WORK ORDER
Count up the lines below where the word "orchestrator" shows up, and respond with the number alone.

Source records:
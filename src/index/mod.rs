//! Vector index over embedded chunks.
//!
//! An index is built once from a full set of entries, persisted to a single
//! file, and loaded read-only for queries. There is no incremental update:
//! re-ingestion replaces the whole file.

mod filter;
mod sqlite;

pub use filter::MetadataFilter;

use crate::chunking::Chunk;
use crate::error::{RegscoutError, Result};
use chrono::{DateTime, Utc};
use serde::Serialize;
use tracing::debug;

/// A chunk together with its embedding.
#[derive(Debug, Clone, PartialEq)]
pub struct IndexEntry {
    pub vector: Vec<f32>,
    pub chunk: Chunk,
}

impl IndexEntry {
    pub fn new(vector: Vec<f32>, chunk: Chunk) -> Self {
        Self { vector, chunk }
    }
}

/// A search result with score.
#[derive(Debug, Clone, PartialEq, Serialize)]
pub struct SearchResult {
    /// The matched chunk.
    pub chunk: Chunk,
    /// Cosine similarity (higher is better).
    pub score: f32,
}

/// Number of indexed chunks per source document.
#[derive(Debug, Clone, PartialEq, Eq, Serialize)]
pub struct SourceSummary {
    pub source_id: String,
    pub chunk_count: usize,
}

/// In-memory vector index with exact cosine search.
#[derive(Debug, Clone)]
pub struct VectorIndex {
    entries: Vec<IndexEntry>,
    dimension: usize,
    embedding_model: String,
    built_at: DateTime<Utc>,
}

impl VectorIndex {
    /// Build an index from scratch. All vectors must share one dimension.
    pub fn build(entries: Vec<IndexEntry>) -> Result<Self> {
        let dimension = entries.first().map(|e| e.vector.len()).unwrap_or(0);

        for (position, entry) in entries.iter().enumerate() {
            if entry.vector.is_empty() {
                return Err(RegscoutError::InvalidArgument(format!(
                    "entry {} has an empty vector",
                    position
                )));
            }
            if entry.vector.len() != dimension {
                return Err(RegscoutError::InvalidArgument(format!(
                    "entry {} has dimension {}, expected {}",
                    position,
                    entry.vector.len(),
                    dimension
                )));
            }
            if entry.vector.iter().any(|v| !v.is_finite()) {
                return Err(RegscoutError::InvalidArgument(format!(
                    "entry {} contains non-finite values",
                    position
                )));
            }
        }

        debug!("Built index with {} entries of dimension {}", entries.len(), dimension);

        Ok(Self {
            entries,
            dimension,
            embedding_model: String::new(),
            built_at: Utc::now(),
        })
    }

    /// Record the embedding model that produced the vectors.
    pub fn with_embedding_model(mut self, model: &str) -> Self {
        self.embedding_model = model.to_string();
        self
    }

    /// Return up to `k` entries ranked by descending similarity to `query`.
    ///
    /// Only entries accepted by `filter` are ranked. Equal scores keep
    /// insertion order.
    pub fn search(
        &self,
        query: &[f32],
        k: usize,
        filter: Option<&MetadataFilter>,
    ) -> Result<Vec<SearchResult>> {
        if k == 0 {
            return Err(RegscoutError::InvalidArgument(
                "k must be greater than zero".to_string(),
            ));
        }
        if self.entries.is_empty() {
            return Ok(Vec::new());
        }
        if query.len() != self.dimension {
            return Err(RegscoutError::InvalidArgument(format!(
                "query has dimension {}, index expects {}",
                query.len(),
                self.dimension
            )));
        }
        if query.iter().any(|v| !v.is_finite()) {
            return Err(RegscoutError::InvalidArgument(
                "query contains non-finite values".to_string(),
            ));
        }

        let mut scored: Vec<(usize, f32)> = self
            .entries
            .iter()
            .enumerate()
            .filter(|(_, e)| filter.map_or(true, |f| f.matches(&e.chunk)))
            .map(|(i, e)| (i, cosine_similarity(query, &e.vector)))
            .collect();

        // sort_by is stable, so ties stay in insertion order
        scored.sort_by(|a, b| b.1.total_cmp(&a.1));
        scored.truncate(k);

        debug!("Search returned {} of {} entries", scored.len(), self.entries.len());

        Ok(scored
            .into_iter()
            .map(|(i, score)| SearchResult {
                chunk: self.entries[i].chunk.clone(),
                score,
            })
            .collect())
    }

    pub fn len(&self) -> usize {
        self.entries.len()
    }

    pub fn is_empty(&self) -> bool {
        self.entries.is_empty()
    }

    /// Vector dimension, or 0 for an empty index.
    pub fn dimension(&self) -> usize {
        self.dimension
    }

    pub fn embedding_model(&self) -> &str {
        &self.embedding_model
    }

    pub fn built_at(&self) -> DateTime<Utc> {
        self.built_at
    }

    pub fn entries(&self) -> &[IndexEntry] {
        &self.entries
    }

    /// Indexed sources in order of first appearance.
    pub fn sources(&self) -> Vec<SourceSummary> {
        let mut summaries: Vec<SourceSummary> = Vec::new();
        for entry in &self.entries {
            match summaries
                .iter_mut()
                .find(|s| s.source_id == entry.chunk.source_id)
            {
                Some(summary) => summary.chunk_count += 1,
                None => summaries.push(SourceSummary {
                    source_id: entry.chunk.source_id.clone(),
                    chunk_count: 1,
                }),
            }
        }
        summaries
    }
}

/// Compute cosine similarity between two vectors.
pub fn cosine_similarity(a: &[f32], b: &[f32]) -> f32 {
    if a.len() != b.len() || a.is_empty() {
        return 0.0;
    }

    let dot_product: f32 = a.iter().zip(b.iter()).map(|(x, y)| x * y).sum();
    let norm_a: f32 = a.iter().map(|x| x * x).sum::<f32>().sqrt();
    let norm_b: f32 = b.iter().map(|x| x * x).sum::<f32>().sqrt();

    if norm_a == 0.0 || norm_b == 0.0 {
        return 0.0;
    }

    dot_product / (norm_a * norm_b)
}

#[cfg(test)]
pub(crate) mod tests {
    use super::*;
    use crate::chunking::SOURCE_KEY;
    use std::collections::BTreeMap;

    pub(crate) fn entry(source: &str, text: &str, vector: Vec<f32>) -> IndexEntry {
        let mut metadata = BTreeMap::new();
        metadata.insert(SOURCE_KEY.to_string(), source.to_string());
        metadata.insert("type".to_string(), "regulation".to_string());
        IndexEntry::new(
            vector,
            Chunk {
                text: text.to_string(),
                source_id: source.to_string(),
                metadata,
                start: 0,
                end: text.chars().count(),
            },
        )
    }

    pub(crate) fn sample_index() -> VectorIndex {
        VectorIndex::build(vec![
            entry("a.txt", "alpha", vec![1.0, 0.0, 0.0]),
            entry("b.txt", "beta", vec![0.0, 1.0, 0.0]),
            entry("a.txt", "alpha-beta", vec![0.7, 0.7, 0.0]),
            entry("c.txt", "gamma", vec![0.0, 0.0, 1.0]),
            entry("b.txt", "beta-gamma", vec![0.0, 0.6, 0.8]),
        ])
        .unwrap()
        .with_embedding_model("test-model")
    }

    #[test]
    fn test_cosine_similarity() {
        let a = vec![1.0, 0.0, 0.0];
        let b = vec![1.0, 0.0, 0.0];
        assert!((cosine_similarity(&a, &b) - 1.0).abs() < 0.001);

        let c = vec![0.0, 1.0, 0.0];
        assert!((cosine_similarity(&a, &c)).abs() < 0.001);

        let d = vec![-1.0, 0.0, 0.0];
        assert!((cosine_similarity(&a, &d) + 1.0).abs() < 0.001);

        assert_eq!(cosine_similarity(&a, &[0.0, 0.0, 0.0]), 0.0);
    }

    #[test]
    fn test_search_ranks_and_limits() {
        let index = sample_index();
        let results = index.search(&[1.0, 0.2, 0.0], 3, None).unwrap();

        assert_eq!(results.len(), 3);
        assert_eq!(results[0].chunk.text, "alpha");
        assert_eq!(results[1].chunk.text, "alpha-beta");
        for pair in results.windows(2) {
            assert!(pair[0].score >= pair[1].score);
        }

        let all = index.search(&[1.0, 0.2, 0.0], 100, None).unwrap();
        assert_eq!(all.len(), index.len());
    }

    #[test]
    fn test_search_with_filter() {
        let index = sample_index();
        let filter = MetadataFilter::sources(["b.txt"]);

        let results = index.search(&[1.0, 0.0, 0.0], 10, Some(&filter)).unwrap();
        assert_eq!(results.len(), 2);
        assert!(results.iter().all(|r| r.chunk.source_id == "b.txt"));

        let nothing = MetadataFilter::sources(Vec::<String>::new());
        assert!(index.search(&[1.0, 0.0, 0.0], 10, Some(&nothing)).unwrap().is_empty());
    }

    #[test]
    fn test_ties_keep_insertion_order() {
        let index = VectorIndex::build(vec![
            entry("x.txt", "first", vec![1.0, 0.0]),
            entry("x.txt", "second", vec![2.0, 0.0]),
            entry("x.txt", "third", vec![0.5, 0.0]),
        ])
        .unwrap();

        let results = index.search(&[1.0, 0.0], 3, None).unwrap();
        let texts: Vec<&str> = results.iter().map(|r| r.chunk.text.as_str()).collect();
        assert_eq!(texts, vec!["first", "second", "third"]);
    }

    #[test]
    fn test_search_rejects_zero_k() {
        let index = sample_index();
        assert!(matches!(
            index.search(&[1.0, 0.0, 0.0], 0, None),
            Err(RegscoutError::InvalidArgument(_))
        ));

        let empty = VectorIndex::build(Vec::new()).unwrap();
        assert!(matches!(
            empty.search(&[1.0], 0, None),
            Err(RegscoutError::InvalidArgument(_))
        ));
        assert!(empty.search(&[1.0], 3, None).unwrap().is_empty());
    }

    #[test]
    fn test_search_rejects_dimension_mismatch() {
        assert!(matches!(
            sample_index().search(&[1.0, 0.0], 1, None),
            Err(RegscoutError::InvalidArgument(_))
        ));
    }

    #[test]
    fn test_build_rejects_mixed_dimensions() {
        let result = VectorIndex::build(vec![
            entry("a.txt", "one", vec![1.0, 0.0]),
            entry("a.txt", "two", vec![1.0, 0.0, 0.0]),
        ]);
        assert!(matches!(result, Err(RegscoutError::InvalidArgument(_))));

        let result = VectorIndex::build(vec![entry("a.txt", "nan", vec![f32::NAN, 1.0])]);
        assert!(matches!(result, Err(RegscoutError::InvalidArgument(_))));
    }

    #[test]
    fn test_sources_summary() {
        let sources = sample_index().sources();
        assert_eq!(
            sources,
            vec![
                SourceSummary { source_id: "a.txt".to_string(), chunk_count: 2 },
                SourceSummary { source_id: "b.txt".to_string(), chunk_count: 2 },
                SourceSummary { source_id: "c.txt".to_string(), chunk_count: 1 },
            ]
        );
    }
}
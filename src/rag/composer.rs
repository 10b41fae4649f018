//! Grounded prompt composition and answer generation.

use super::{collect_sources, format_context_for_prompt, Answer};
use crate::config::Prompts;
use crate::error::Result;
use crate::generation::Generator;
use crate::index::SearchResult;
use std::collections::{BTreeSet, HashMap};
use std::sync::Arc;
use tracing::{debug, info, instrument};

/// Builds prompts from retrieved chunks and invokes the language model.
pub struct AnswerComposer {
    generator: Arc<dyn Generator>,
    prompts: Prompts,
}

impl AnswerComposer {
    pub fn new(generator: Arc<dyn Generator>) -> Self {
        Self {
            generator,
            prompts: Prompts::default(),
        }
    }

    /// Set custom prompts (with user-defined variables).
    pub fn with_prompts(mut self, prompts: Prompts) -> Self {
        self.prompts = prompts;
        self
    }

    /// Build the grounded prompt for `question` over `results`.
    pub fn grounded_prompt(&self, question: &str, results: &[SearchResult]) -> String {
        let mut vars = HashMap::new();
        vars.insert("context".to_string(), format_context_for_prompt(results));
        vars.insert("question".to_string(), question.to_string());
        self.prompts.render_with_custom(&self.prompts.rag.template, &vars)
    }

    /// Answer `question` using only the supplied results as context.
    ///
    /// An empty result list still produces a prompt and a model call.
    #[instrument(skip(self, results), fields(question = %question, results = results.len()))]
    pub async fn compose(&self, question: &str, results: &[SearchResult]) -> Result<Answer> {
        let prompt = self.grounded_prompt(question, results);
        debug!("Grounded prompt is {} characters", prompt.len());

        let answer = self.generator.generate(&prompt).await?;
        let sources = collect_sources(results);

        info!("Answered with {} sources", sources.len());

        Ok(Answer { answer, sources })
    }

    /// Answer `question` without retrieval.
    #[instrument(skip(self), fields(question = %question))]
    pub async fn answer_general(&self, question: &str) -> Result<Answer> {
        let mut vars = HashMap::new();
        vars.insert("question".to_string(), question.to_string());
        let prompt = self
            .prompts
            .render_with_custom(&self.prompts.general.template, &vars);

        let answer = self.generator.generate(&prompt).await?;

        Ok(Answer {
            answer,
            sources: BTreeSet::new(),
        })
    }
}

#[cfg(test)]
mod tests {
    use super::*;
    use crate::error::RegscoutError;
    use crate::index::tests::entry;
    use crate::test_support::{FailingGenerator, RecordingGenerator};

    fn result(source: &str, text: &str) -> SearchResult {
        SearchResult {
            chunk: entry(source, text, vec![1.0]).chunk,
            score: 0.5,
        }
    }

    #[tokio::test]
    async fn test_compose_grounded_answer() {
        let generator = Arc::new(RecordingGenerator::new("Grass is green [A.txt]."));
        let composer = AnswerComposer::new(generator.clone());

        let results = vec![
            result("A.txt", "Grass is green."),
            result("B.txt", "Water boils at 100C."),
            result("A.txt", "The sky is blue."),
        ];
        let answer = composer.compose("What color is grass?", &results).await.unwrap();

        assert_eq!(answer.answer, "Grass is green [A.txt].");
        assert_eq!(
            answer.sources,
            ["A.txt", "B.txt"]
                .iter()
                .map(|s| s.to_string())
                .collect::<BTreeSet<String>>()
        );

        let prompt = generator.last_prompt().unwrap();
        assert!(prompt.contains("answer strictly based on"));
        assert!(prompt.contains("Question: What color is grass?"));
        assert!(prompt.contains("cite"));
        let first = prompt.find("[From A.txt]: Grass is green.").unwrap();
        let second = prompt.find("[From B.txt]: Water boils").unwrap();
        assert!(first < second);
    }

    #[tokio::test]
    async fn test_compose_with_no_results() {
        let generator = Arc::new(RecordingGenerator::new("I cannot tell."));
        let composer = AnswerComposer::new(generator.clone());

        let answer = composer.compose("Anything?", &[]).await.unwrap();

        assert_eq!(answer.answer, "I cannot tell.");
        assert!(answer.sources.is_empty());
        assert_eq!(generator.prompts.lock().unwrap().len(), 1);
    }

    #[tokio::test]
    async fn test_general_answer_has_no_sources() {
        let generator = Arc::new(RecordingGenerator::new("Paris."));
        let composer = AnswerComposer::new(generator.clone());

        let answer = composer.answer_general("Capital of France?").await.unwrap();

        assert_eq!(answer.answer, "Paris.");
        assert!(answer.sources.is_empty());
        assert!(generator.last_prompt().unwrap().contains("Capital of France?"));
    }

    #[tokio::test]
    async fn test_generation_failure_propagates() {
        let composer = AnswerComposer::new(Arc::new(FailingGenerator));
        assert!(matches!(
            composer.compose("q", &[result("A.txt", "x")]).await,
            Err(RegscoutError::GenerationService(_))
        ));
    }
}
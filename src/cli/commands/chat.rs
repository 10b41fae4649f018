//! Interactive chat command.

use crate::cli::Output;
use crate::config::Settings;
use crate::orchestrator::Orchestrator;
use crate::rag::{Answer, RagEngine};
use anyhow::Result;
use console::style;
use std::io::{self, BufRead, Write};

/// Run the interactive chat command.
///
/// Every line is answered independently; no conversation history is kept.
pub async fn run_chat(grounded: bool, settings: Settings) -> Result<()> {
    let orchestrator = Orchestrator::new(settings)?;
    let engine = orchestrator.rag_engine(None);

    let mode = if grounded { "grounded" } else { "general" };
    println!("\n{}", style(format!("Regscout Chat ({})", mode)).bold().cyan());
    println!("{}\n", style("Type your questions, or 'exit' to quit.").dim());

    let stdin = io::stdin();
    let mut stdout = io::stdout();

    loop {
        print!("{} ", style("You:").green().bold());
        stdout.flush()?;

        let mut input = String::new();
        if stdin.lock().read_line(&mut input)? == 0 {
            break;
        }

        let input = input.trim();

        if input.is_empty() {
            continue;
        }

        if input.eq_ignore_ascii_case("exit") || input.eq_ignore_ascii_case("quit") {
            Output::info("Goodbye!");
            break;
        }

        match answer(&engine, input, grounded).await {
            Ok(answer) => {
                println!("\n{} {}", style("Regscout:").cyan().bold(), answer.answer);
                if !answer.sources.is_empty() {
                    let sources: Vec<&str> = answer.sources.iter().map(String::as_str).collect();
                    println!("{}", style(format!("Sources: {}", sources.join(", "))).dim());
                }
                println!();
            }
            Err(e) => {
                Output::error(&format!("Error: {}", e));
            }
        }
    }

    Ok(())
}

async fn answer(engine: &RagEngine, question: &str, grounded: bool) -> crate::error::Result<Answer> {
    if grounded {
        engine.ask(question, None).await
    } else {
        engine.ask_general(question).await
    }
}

RESULT
3